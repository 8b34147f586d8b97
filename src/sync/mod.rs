//! Sync engine: per-pair orchestration, pair locking, supervised manual
//! tasks and scheduled batches.

pub mod batch;
pub mod locks;
pub mod orchestrator;
pub mod supervisor;

pub use batch::{BatchRunner, BatchSummary};
pub use locks::PairLocks;
pub use orchestrator::{ABANDONED_RUN_ERROR, SyncOrchestrator, SyncOutcome};
pub use supervisor::{SyncSupervisor, TaskState, TaskStatus};
use sea_orm_migration::prelude::*;

#[derive(DeriveMigrationName)]
pub struct Migration;

#[async_trait::async_trait]
impl MigrationTrait for Migration {
    async fn up(&self, manager: &SchemaManager) -> Result<(), DbErr> {
        manager
            .create_table(
                Table::create()
                    .table(CronJobExecution::Table)
                    .if_not_exists()
                    .col(
                        ColumnDef::new(CronJobExecution::Id)
                            .uuid()
                            .not_null()
                            .primary_key(),
                    )
                    .col(ColumnDef::new(CronJobExecution::JobName).string().not_null())
                    .col(
                        ColumnDef::new(CronJobExecution::StartedAt)
                            .timestamp_with_time_zone()
                            .not_null(),
                    )
                    .col(
                        ColumnDef::new(CronJobExecution::CompletedAt)
                            .timestamp_with_time_zone()
                            .null(),
                    )
                    .col(ColumnDef::new(CronJobExecution::Status).string().not_null())
                    .col(
                        ColumnDef::new(CronJobExecution::UsersProcessed)
                            .integer()
                            .not_null()
                            .default(0),
                    )
                    .col(
                        ColumnDef::new(CronJobExecution::ProvidersSynced)
                            .integer()
                            .not_null()
                            .default(0),
                    )
                    .col(
                        ColumnDef::new(CronJobExecution::SuccessCount)
                            .integer()
                            .not_null()
                            .default(0),
                    )
                    .col(
                        ColumnDef::new(CronJobExecution::FailureCount)
                            .integer()
                            .not_null()
                            .default(0),
                    )
                    .col(ColumnDef::new(CronJobExecution::ErrorMessage).text().null())
                    .col(
                        ColumnDef::new(CronJobExecution::DurationMs)
                            .big_integer()
                            .null(),
                    )
                    .col(ColumnDef::new(CronJobExecution::Metadata).json_binary().null())
                    .to_owned(),
            )
            .await?;

        manager
            .create_index(
                Index::create()
                    .name("idx_cron_job_executions_started_at")
                    .table(CronJobExecution::Table)
                    .col(CronJobExecution::StartedAt)
                    .to_owned(),
            )
            .await
    }

    async fn down(&self, manager: &SchemaManager) -> Result<(), DbErr> {
        manager
            .drop_table(Table::drop().table(CronJobExecution::Table).to_owned())
            .await
    }
}

#[derive(DeriveIden)]
enum CronJobExecution {
    #[sea_orm(iden = "cron_job_executions")]
    Table,
    Id,
    JobName,
    StartedAt,
    CompletedAt,
    Status,
    UsersProcessed,
    ProvidersSynced,
    SuccessCount,
    FailureCount,
    ErrorMessage,
    DurationMs,
    Metadata,
}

* * * * * * * * *

◆ **WHAT IS EXPECTED**
An exact transcription of all the records is required.

◆ **ANSWER SPACE**
repository 8b34147f586d8b97
filename src/sync/mod.rs
//! Sync engine: per-pair orchestration, pair locking, supervised manual
//! tasks and scheduled batches.

pub mod batch;
pub mod locks;
pub mod orchestrator;
pub mod supervisor;

pub use batch::{BatchRunner, BatchSummary};
pub use locks::PairLocks;
pub use orchestrator::{ABANDONED_RUN_ERROR, SyncOrchestrator, SyncOutcome};
pub use supervisor::{SyncSupervisor, TaskState, TaskStatus};
use sea_orm_migration::prelude::*;

#[derive(DeriveMigrationName)]
pub struct Migration;

#[async_trait::async_trait]
impl MigrationTrait for Migration {
    async fn up(&self, manager: &SchemaManager) -> Result<(), DbErr> {
        manager
            .create_table(
                Table::create()
                    .table(CronJobExecution::Table)
                    .if_not_exists()
                    .col(
                        ColumnDef::new(CronJobExecution::Id)
                            .uuid()
                            .not_null()
                            .primary_key(),
                    )
                    .col(ColumnDef::new(CronJobExecution::JobName).string().not_null())
                    .col(
                        ColumnDef::new(CronJobExecution::StartedAt)
                            .timestamp_with_time_zone()
                            .not_null(),
                    )
                    .col(
                        ColumnDef::new(CronJobExecution::CompletedAt)
                            .timestamp_with_time_zone()
                            .null(),
                    )
                    .col(ColumnDef::new(CronJobExecution::Status).string().not_null())
                    .col(
                        ColumnDef::new(CronJobExecution::UsersProcessed)
                            .integer()
                            .not_null()
                            .default(0),
                    )
                    .col(
                        ColumnDef::new(CronJobExecution::ProvidersSynced)
                            .integer()
                            .not_null()
                            .default(0),
                    )
                    .col(
                        ColumnDef::new(CronJobExecution::SuccessCount)
                            .integer()
                            .not_null()
                            .default(0),
                    )
                    .col(
                        ColumnDef::new(CronJobExecution::FailureCount)
                            .integer()
                            .not_null()
                            .default(0),
                    )
                    .col(ColumnDef::new(CronJobExecution::ErrorMessage).text().null())
                    .col(
                        ColumnDef::new(CronJobExecution::DurationMs)
                            .big_integer()
                            .null(),
                    )
                    .col(ColumnDef::new(CronJobExecution::Metadata).json_binary().null())
                    .to_owned(),
            )
            .await?;

        manager
            .create_index(
                Index::create()
                    .name("idx_cron_job_executions_started_at")
                    .table(CronJobExecution::Table)
                    .col(CronJobExecution::StartedAt)
                    .to_owned(),
            )
            .await
    }

    async fn down(&self, manager: &SchemaManager) -> Result<(), DbErr> {
        manager
            .drop_table(Table::drop().table(CronJobExecution::Table).to_owned())
            .await
    }
}

#[derive(DeriveIden)]
enum CronJobExecution {
    #[sea_orm(iden = "cron_job_executions")]
    Table,
    Id,
    JobName,
    StartedAt,
    CompletedAt,
    Status,
    UsersProcessed,
    ProvidersSynced,
    SuccessCount,
    FailureCount,
    ErrorMessage,
    DurationMs,
    Metadata,
}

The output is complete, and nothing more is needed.